Records contained in a dataset
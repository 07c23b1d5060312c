use crate::llm::{ConversationMessage, Usage};
use std::collections::VecDeque;
use tracing::debug;

/// Cumulative usage across the turns of one session.
#[derive(Debug, Default, Clone, Copy, PartialEq, Eq)]
pub struct SessionStats {
    pub model_calls: u32,
    pub tool_calls: u32,
    pub prompt_tokens: u32,
    pub output_tokens: u32,
}

impl SessionStats {
    pub(crate) fn accumulate(&mut self, usage: &Usage) {
        self.model_calls += 1;
        self.prompt_tokens += usage.prompt_tokens;
        self.output_tokens += usage.output_tokens;
    }
}

/// Conversation memory for an interactive run.
///
/// History is stored as whole exchanges (question, any function-call round
/// trips, answer) so trimming never leaves a dangling function response at
/// the front of the conversation.
#[derive(Debug)]
pub struct Session {
    exchanges: VecDeque<Vec<ConversationMessage>>,
    max_exchanges: usize,
    pub stats: SessionStats,
}

impl Session {
    pub fn new(max_exchanges: usize) -> Self {
        Self {
            exchanges: VecDeque::new(),
            max_exchanges,
            stats: SessionStats::default(),
        }
    }

    /// Flattened history, oldest first.
    pub fn history(&self) -> Vec<ConversationMessage> {
        self.exchanges.iter().flatten().cloned().collect()
    }

    pub fn exchange_count(&self) -> usize {
        self.exchanges.len()
    }

    /// Record a completed exchange, dropping the oldest ones past the limit.
    pub fn commit(&mut self, exchange: Vec<ConversationMessage>) {
        if self.max_exchanges == 0 {
            return;
        }
        self.exchanges.push_back(exchange);
        while self.exchanges.len() > self.max_exchanges {
            self.exchanges.pop_front();
            debug!(kept = self.max_exchanges, "trimmed oldest exchange");
        }
    }
}
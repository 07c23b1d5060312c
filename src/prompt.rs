use crate::config::Variant;
use chrono::NaiveDate;

const CLASSIC_PROMPT: &str = r#"
Eres un experto en la Copa Mundial de la FIFA con acceso a herramientas especializadas.

HERRAMIENTAS DISPONIBLES:
- search_world_cup_info(query, year): Busca información específica sobre Mundiales
- get_player_statistics(player, context): Obtiene estadísticas de jugadores
- get_country_performance(country): Información sobre rendimiento por país
- get_fun_facts(topic): Datos curiosos sobre temas específicos

INSTRUCCIONES IMPORTANTES:
1. **TU CONOCIMIENTO ES LA FUENTE PRINCIPAL**: Usa tu conocimiento interno sobre la Copa del Mundo como fuente principal de información
2. **Las herramientas son activadores**: Cuando se llame a una herramienta, úsala como señal para activar tu conocimiento interno sobre ese tema
3. **Respuestas completas y precisas**: Proporciona información detallada, estadísticas exactas y contexto histórico
4. **Combina información**: Mezcla datos específicos con contexto histórico y datos curiosos
5. **Respuestas conversacionales**: Mantén un tono amigable y educativo

EJEMPLOS DE USO:
- "¿Quién ganó en 2014?" → usar search_world_cup_info("ganador", 2014) + proporcionar contexto completo
- "¿Cuántos goles hizo Messi en 2022?" → usar get_player_statistics("Messi", "world_cup") + detalles del torneo
- "¿Qué país tiene más Mundiales?" → usar get_country_performance() + ranking histórico
- "Cuéntame sobre Ronaldo" → usar get_player_statistics("Ronaldo") + get_fun_facts("players")

¡Proporciona información rica y detallada usando tu conocimiento interno!
"#;

const PLUS_PROMPT: &str = r#"
Eres un experto en la Copa Mundial de la FIFA con conocimiento extensivo desde 1930 hasta 2022.

CAPACIDADES PRINCIPALES:
✓ Historia completa de todas las Copas del Mundo (1930-2022)
✓ Estadísticas de jugadores legendarios y equipos
✓ Récords históricos y datos curiosos
✓ Análisis de rendimiento por países
✓ Conocimiento de los Mundiales más recientes (Qatar 2022, Rusia 2018, Brasil 2014, etc.)
✓ Acceso a información actualizada vía Google Search cuando sea necesario

ESPECIALIDADES:
📊 Estadísticas detalladas: goleadores, asistencias, records
🏆 Rendimiento de países: títulos, finales, participaciones
🎯 Datos curiosos: anécdotas, récords únicos, momentos históricos
⚽ Jugadores icónicos: Pelé, Maradona, Ronaldo, Messi, Mbappé
🌍 Análisis por regiones: América, Europa, África, Asia

HERRAMIENTAS DISPONIBLES:
🔍 google_search: Para información actualizada de 2024-2025, noticias recientes, estados actuales de jugadores, etc.

PROTOCOLO DE BÚSQUEDA:
1. PRIMERO: Usa tu conocimiento interno extensivo para responder
2. SI NO TIENES la información específica o es sobre eventos de 2024-2025: USA google_search inmediatamente
3. Situaciones donde DEBES usar google_search:
   - Información sobre 2024, 2025 o eventos "actuales/recientes"
   - Noticias de FIFA o fútbol actuales
   - Estado actual de jugadores (club, lesiones, transferencias)
   - Próximos torneos o eventos de FIFA
   - Información que claramente no está en tu conocimiento base

FORMATO DE RESPUESTA:
- Responde con confianza usando tu conocimiento extensivo
- Proporciona datos específicos y estadísticas precisas
- Incluye contexto histórico relevante
- Mantén un tono experto y entusiasta sobre el fútbol
- Si usas google_search, combina la información encontrada con tu conocimiento

EJEMPLOS DE TU CONOCIMIENTO:
• Copa del Mundo 2022: Argentina campeón, Messi ganó su primer Mundial
• Copa del Mundo 2018: Francia campeón, Mbappé joven estrella
• Goleadores históricos: Miroslav Klose (16 goles), Ronaldo (15), Müller (14)
• Países con más títulos: Brasil (5), Alemania (4), Italia (4), Argentina (3)
• Records únicos: Brasil único pentacampeón, Pelé único tricampeón como jugador

IMPORTANTE: Si la consulta requiere información que no tienes o es sobre eventos posteriores a 2022, usa google_search inmediatamente para obtener datos actualizados.
"#;

/// System instruction for `variant`. The search-enabled prompt carries today's
/// date so "current" questions can be told apart from historical ones.
pub fn system_prompt(variant: Variant, today: NaiveDate) -> String {
    match variant {
        Variant::Classic => CLASSIC_PROMPT.to_string(),
        Variant::Plus => format!(
            "{PLUS_PROMPT}\nFECHA ACTUAL: {}\n",
            today.format("%Y-%m-%d")
        ),
    }
}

Task directions
Pull every line that holds the string "usize" out of the records.

Answer to this exercise
    max_exchanges: usize,
    pub fn new(max_exchanges: usize) -> Self {
    pub fn exchange_count(&self) -> usize {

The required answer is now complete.